Lou Rawls – You'll Never Find Another Love Like Mine
Haven't mentioned Jimmy's bottom half yet, and for a good reason - it's the smallest pair of red athletic shorts you'll see. You really do fear for shots from anywhere below. Surrounded by people in homemade T-shirts the slogans on which aren't entirely readable - 'MIKE AND MARTYN' something say two - Jimmy has help introducing a real hodge-podge, like Flick had three ideas and just couldn't decide, except that this week it really wouldn't be driven by the lyrics. Stage right, Floyd in a silver reflective suit and matching top hat waves a cane around, another of those short straw efforts he seems to keep being assigned (oh, just you wait for next week). Stage left, three of the girls do the time immemorial ostrich feather routine. Middle front, Cherry and Philip play out a modern morality dance part-trad part-mating ritual, Philip in an entirely car spray silver outfit with cape and hat attached to the top of said cape, Cherry with a toga/throw rug and a huge blue flower in her hair. Although everyone clearly goes through their own fulsome routines throughout it is this pairing that get the bulk of screen time and as you'd expect from that pairing there's an overflow of nods to camera - over the shoulder, little glance, the lot - though at least Philip isn't miming along this week. Jimmy, arm on a girl's shoulder, says "yes indeedy" four times in a row.

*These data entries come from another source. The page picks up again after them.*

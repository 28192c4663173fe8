use std::io;
use std::pin::Pin;
use std::task::{Context, Poll};

use tokio::io::{AsyncRead, AsyncWrite, ReadBuf};
use tracing::debug;

use crate::endpoint::Endpoint;
use crate::error::{Result, TransportError};

/// Tokio counterpart of [`AuxStream`](crate::AuxStream).
#[derive(Debug)]
pub enum AsyncAuxStream {
    Tcp(tokio::net::TcpStream),
    Serial(tokio::fs::File),
}

impl AsyncAuxStream {
    /// Connect or open the given endpoint.
    pub async fn open(endpoint: &Endpoint) -> Result<Self> {
        match endpoint {
            Endpoint::Tcp(addr) => {
                let stream = tokio::net::TcpStream::connect(addr.as_str())
                    .await
                    .map_err(|e| TransportError::Connect {
                        addr: addr.clone(),
                        source: e,
                    })?;
                stream.set_nodelay(true)?;
                debug!(%addr, "connected to controller");
                Ok(Self::Tcp(stream))
            }
            Endpoint::Serial(path) => {
                let file = tokio::fs::OpenOptions::new()
                    .read(true)
                    .write(true)
                    .open(path)
                    .await
                    .map_err(|e| TransportError::Open {
                        path: path.clone(),
                        source: e,
                    })?;
                debug!(?path, "opened serial device");
                Ok(Self::Serial(file))
            }
        }
    }
}

impl AsyncRead for AsyncAuxStream {
    fn poll_read(
        self: Pin<&mut Self>,
        cx: &mut Context<'_>,
        buf: &mut ReadBuf<'_>,
    ) -> Poll<io::Result<()>> {
        match self.get_mut() {
            Self::Tcp(stream) => Pin::new(stream).poll_read(cx, buf),
            Self::Serial(file) => Pin::new(file).poll_read(cx, buf),
        }
    }
}

impl AsyncWrite for AsyncAuxStream {
    fn poll_write(
        self: Pin<&mut Self>,
        cx: &mut Context<'_>,
        buf: &[u8],
    ) -> Poll<io::Result<usize>> {
        match self.get_mut() {
            Self::Tcp(stream) => Pin::new(stream).poll_write(cx, buf),
            Self::Serial(file) => Pin::new(file).poll_write(cx, buf),
        }
    }

    fn poll_flush(self: Pin<&mut Self>, cx: &mut Context<'_>) -> Poll<io::Result<()>> {
        match self.get_mut() {
            Self::Tcp(stream) => Pin::new(stream).poll_flush(cx),
            Self::Serial(file) => Pin::new(file).poll_flush(cx),
        }
    }

    fn poll_shutdown(self: Pin<&mut Self>, cx: &mut Context<'_>) -> Poll<io::Result<()>> {
        match self.get_mut() {
            Self::Tcp(stream) => Pin::new(stream).poll_shutdown(cx),
            Self::Serial(file) => Pin::new(file).poll_shutdown(cx),
        }
    }
}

Cliff Richard – I Can't Ask For Anything More Than You
An advance in the director's art as we get the first few seconds actually off a studio monitor, later overlays giving the impression of infinite Cliffs. Well, it fills the big black space. It's another staging of the same falsetto-friendly arrangement, Cliff back in his too tight jeans as well as a small medallion. You wouldn't think he'd be the type.

Bay City Rollers – I Only Wanna Be With You
Now Jimmy's sitting down, giving those unsettingly thin pins a full airing. We're pretty much towards the end of Rollermania, with a new bassist sporting huge flares and barrelling through a cover without much due care and attention. Only Les even has tartan on, and that's on his shirt. There's a weird bit where a triangle appears at the top of a long shot of the stage with close-ups of the band members' heads as they work through the break. The orchestra adds an unwarranted triumphalist tone.

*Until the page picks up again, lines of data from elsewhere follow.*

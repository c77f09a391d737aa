//! Purchase engine for the in-game shop.
//!
//! This module provides:
//! - `Progress`, the session-owned catalog + ledger pair
//! - Unlock / select / query operations addressed by section + index
//! - The "something purchaseable" check used for the game-over notification
//! - Run finalisation (score banking and highscore tracking)
//!
//! Every operation takes the section explicitly; nothing about the last
//! addressed section is remembered between calls.

use log::{debug, info};
use serde::Serialize;

use crate::progress::catalog::{Catalog, CatalogProvider};
use crate::progress::errors::ProgressError;
use crate::progress::types::{
    CatalogEntry, Color, ColorChannel, Ledger, Section, MAX_HIGHSCORE,
};

/// Catalog and ledger owned by one game session.
#[derive(Debug, Clone, Serialize, PartialEq, Eq)]
pub struct Progress {
    catalog: Catalog,
    ledger: Ledger,
}

impl Progress {
    /// Fresh progress: default selections (index 0) and zero scores.
    pub fn new(catalog: Catalog) -> Self {
        Self {
            catalog,
            ledger: Ledger::default(),
        }
    }

    pub fn from_provider(provider: &impl CatalogProvider) -> Result<Self, ProgressError> {
        Ok(Self::new(Catalog::from_provider(provider)?))
    }

    pub fn catalog(&self) -> &Catalog {
        &self.catalog
    }

    pub fn ledger(&self) -> &Ledger {
        &self.ledger
    }

    pub fn ledger_mut(&mut self) -> &mut Ledger {
        &mut self.ledger
    }

    pub(crate) fn catalog_mut(&mut self) -> &mut Catalog {
        &mut self.catalog
    }

    pub fn total_score(&self) -> u32 {
        self.ledger.total_score()
    }

    pub fn set_total_score(&mut self, total_score: u32) {
        self.ledger.set_total_score(total_score);
    }

    pub fn highscore(&self) -> u32 {
        self.ledger.highscore()
    }

    pub fn set_highscore(&mut self, highscore: u32) {
        self.ledger.set_highscore(highscore);
    }

    pub fn selected_hat(&self) -> usize {
        self.ledger.selected_hat()
    }

    pub fn selected_color(&self) -> usize {
        self.ledger.selected_color()
    }

    /// Buy one unlock (or one powerup level). Returns the price paid.
    ///
    /// The debit and the unlock are applied together or not at all.
    pub fn unlock_purchaseable(
        &mut self,
        section: Section,
        index: usize,
    ) -> Result<u32, ProgressError> {
        let (price, name) = {
            let entry = self.catalog.entry(section, index)?;
            if entry.is_fully_owned() {
                return Err(ProgressError::AlreadyUnlocked { section, index });
            }
            (entry.price(), entry.name().to_string())
        };

        // Debit first: it is the only step that can still fail.
        self.ledger.debit(price)?;
        let entry = self.catalog.entry_mut(section, index)?;
        entry.unlock();

        info!(
            "Purchased {} '{}' (index {}) for {}; level {}/{}, balance {}",
            section,
            name,
            index,
            price,
            entry.current_level(),
            entry.max_level(),
            self.ledger.total_score()
        );
        Ok(price)
    }

    /// Wear a hat or color scheme. Powerups cannot be selected.
    pub fn select_purchaseable(
        &mut self,
        section: Section,
        index: usize,
    ) -> Result<(), ProgressError> {
        let select: fn(&mut Ledger, usize) = match section {
            Section::Hats => Ledger::set_selected_hat,
            Section::ColorScheme => Ledger::set_selected_color,
            Section::Powerups => {
                return Err(ProgressError::InvalidSection {
                    section,
                    operation: "select",
                })
            }
        };
        if !self.catalog.entry(section, index)?.is_unlocked() {
            return Err(ProgressError::NotUnlocked { section, index });
        }
        select(&mut self.ledger, index);
        debug!("Selected {} entry {}", section, index);
        Ok(())
    }

    pub fn is_purchaseable_unlocked(
        &self,
        section: Section,
        index: usize,
    ) -> Result<bool, ProgressError> {
        Ok(self.catalog.entry(section, index)?.is_unlocked())
    }

    pub fn purchaseable_price(&self, section: Section, index: usize) -> Result<u32, ProgressError> {
        Ok(self.catalog.entry(section, index)?.price())
    }

    pub fn purchaseable_name(&self, section: Section, index: usize) -> Result<&str, ProgressError> {
        Ok(self.catalog.entry(section, index)?.name())
    }

    /// Current powerup level.
    pub fn current_level(&self, index: usize) -> Result<u8, ProgressError> {
        Ok(self.catalog.entry(Section::Powerups, index)?.current_level())
    }

    pub fn max_level(&self, index: usize) -> Result<u8, ProgressError> {
        Ok(self.catalog.entry(Section::Powerups, index)?.max_level())
    }

    /// Powerups with at least one level bought, with their indices.
    pub fn unlocked_powerups(&self) -> impl Iterator<Item = (usize, &CatalogEntry)> {
        self.catalog
            .section(Section::Powerups)
            .iter()
            .enumerate()
            .filter(|(_, entry)| entry.is_unlocked())
    }

    /// True when the balance covers any entry that can still be bought.
    ///
    /// The free default at index 0 of hats and color schemes is skipped.
    pub fn is_something_purchaseable(&self) -> bool {
        let balance = self.ledger.total_score();
        Section::ALL.iter().any(|&section| {
            let skip = usize::from(section.is_wearable());
            self.catalog
                .section(section)
                .iter()
                .skip(skip)
                .any(|entry| entry.price() <= balance && !entry.is_fully_owned())
        })
    }

    /// Color for `channel` from the currently worn color scheme.
    pub fn color_by_channel(&self, channel: ColorChannel) -> Result<Color, ProgressError> {
        self.color_by_index(self.ledger.selected_color(), channel)
    }

    /// Color for `channel` from an explicit color scheme (e.g. shop previews).
    pub fn color_by_index(
        &self,
        index: usize,
        channel: ColorChannel,
    ) -> Result<Color, ProgressError> {
        let entry = self.catalog.entry(Section::ColorScheme, index)?;
        entry
            .palette()
            .map(|palette| palette.channel(channel))
            .ok_or_else(|| {
                ProgressError::InvalidCatalog(format!("color scheme {} has no palette", index))
            })
    }

    /// Bank a finished run: adds `score` to the balance and raises the
    /// highscore when beaten. Returns true on a new highscore.
    pub fn record_run(&mut self, score: u32) -> bool {
        self.ledger.credit(score);
        let new_highscore = score.min(MAX_HIGHSCORE) > self.ledger.highscore();
        if new_highscore {
            self.ledger.set_highscore(score);
        }
        info!(
            "Run finished with {} points (balance {}, highscore {}{})",
            score,
            self.ledger.total_score(),
            self.ledger.highscore(),
            if new_highscore { ", new best" } else { "" }
        );
        new_highscore
    }
}

/// Format a section listing for terminal output.
pub fn format_section_listing(progress: &Progress, section: Section) -> Vec<String> {
    let mut lines = Vec::new();
    lines.push(format!("=== {} ===", section));

    let selected = match section {
        Section::Hats => Some(progress.selected_hat()),
        Section::ColorScheme => Some(progress.selected_color()),
        Section::Powerups => None,
    };

    for (idx, entry) in progress.catalog().section(section).iter().enumerate() {
        let status = match section {
            Section::Powerups => format!("lvl {}/{}", entry.current_level(), entry.max_level()),
            _ if selected == Some(idx) => "worn".to_string(),
            _ if entry.is_unlocked() => "owned".to_string(),
            _ => "locked".to_string(),
        };
        let price = if entry.is_fully_owned() {
            "-".to_string()
        } else {
            entry.price().to_string()
        };
        lines.push(format!("{}. {} [{}] {}", idx, entry.name(), status, price));
    }

    lines
}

Kiki Dee – Loving And Free
How come Jimmy always gets the nurses on? It's established he does a lot of charity work, but that's no excuse to keep dragging on, as here, five ladies from Stoke Mandeville. If ever there was a time we needed orange overalls and awkward dancing it's now as Kiki and her fringe sits on a high stool and sings a light acoustic ballad that reeks of Two Ronnies middle bit.

Manfred Mann's Earth Band – Blinded By The Light
Same as last week. You'd better get used to this song. Oh yeah, IT'S NOT DOUCHE.

ABBA – Dancing Queen
Now Jimmy's surrounded by every female in the audience, some of whom are even listening. Presumably they still hadn't found a full broadcastable version of the video as this is a performance from something called ABBA In Australia (the whole thing is on YouTube). In a triumph of 1976 editing Jimmy is intercut to say goodbye before the end of the first verse and over the start of the chorus rather than a sensible point, given the whole clip goes on to be shown. It's not like people really knew it then as well as we know it now, after all. Costume is credited to 'Nicholas Rocker', who is a man that exists and has a costuming iMDB credit, but it seems presumptious to call that a costume, more something nicked from an athletics store cupboard.